Whenever I ask for recommendations for books with settings in or about the Great Smoky Mountains or the Appalachian Mountains, 'A Walk in the Woods' is almost always mentioned. Throw in that I'm a regular outdoorsy hiker type and it's described to me as a 'must read'.
I read Wild by Cheryl Strayed a few years ago and really enjoyed it but it is set on the PCT (Pacific Crest Trail, on the West Coast) and I'm on the East Coast and the AT has been sitting in the shadowy depths of my bucketlist for years so I definitely wanted to cross this one off of my TBR.

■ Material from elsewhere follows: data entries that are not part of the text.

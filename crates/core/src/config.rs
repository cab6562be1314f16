//! Core runtime configuration.
//!
//! Configuration is resolved once at process startup and then passed into the context loader.
//! Request handling never reads environment variables.

use crate::constants::{
    DEFAULT_DATA_DIR, DISEASES_FILENAME, MODEL_FILENAME, RECOMMENDATIONS_FILENAME,
    RULES_FILENAME, SEVERITIES_FILENAME, SYMPTOM_DICTIONARY_FILENAME,
};
use crate::{EngineError, EngineResult};
use std::path::{Path, PathBuf};

/// Every file a data directory must provide.
const REQUIRED_FILES: &[&str] = &[
    SYMPTOM_DICTIONARY_FILENAME,
    MODEL_FILENAME,
    RULES_FILENAME,
    DISEASES_FILENAME,
    RECOMMENDATIONS_FILENAME,
    SEVERITIES_FILENAME,
];

/// Core configuration resolved at startup.
#[derive(Clone, Debug)]
pub struct CoreConfig {
    data_dir: PathBuf,
}

impl CoreConfig {
    /// Create a new `CoreConfig`.
    ///
    /// # Errors
    ///
    /// Returns `EngineError::InvalidInput` if `data_dir` is not a directory holding every
    /// reference table.
    pub fn new(data_dir: PathBuf) -> EngineResult<Self> {
        validate_data_dir(&data_dir)?;
        Ok(Self { data_dir })
    }

    pub fn data_dir(&self) -> &Path {
        &self.data_dir
    }

    pub fn symptom_dictionary_path(&self) -> PathBuf {
        self.data_dir.join(SYMPTOM_DICTIONARY_FILENAME)
    }

    pub fn model_path(&self) -> PathBuf {
        self.data_dir.join(MODEL_FILENAME)
    }

    pub fn rules_path(&self) -> PathBuf {
        self.data_dir.join(RULES_FILENAME)
    }

    pub fn diseases_path(&self) -> PathBuf {
        self.data_dir.join(DISEASES_FILENAME)
    }

    pub fn recommendations_path(&self) -> PathBuf {
        self.data_dir.join(RECOMMENDATIONS_FILENAME)
    }

    pub fn severities_path(&self) -> PathBuf {
        self.data_dir.join(SEVERITIES_FILENAME)
    }
}

/// Resolve the reference data directory without reading environment variables.
///
/// If `override_dir` is provided, it must be a directory containing the classifier artifact.
/// Otherwise this searches for `data/` relative to the current working directory and then walks
/// up from `CARGO_MANIFEST_DIR`.
///
/// # Errors
///
/// Returns `EngineError::DataDirNotFound` if no candidate directory qualifies.
pub fn resolve_data_dir(override_dir: Option<PathBuf>) -> EngineResult<PathBuf> {
    fn looks_like_data_dir(path: &Path) -> bool {
        path.is_dir() && path.join(MODEL_FILENAME).is_file()
    }

    if let Some(data_dir) = override_dir {
        if looks_like_data_dir(&data_dir) {
            return Ok(data_dir);
        }
        return Err(EngineError::DataDirNotFound(format!(
            "override {} is not a data directory (must contain {})",
            data_dir.display(),
            MODEL_FILENAME
        )));
    }

    let cwd_relative = PathBuf::from(DEFAULT_DATA_DIR);
    if looks_like_data_dir(&cwd_relative) {
        return Ok(cwd_relative);
    }

    let manifest_dir = Path::new(env!("CARGO_MANIFEST_DIR"));
    for ancestor in manifest_dir.ancestors() {
        let candidate = ancestor.join(DEFAULT_DATA_DIR);
        if looks_like_data_dir(&candidate) {
            return Ok(candidate);
        }
    }

    Err(EngineError::DataDirNotFound(format!(
        "no {}/ directory containing {} found",
        DEFAULT_DATA_DIR, MODEL_FILENAME
    )))
}

/// Check that every reference table file is present in `data_dir`.
///
/// # Errors
///
/// Returns `EngineError::InvalidInput` naming the first missing file.
pub fn validate_data_dir(data_dir: &Path) -> EngineResult<()> {
    if !data_dir.is_dir() {
        return Err(EngineError::InvalidInput(format!(
            "data directory does not exist: {}",
            data_dir.display()
        )));
    }

    for file in REQUIRED_FILES {
        if !data_dir.join(file).is_file() {
            return Err(EngineError::InvalidInput(format!(
                "data directory {} is missing {}",
                data_dir.display(),
                file
            )));
        }
    }

    Ok(())
}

I'm going to be a bit negative and POSSIBLY SPOILERY from here on out because, unfortunately, I didn't get much out of this and couldn't help but compare it to Wild, which was written by a female whom hiked a much longer distance, alone, on hardly any funds, and seemed to have more purpose to what she was doing.
Bryson starts the book with the gruesome statistics and details of others' hiking trips gone wrong; bear attacks, maulings, murders, and moonshine-addled hillfolk. Then he ropes an old friend along for the ride, paying most of his way just so he doesn't have to go alone, and makes fun of just about every other hiker he comes across (especially if they're female). They skip big portions of the trail once they realize their first week or so was only a tiny portion of the trail on the full map, and they take a cab and hang out in hotels every chance they can get. And then they go home, but the book isn't over with! Bryson rambles on about different day trips and hikes he partakes in on his own, usually to places of historical interest, sometimes droning on about the place instead of anything to do with hiking. I basically skimmed the last third of the book because I was bored.
Overall, it seemed less about hiking (and even less about him hiking) and more about the history of the trail and gruesome events that have happened on or near it. I would definitely recommend it if you're serious about hiking the AT or like nonfiction.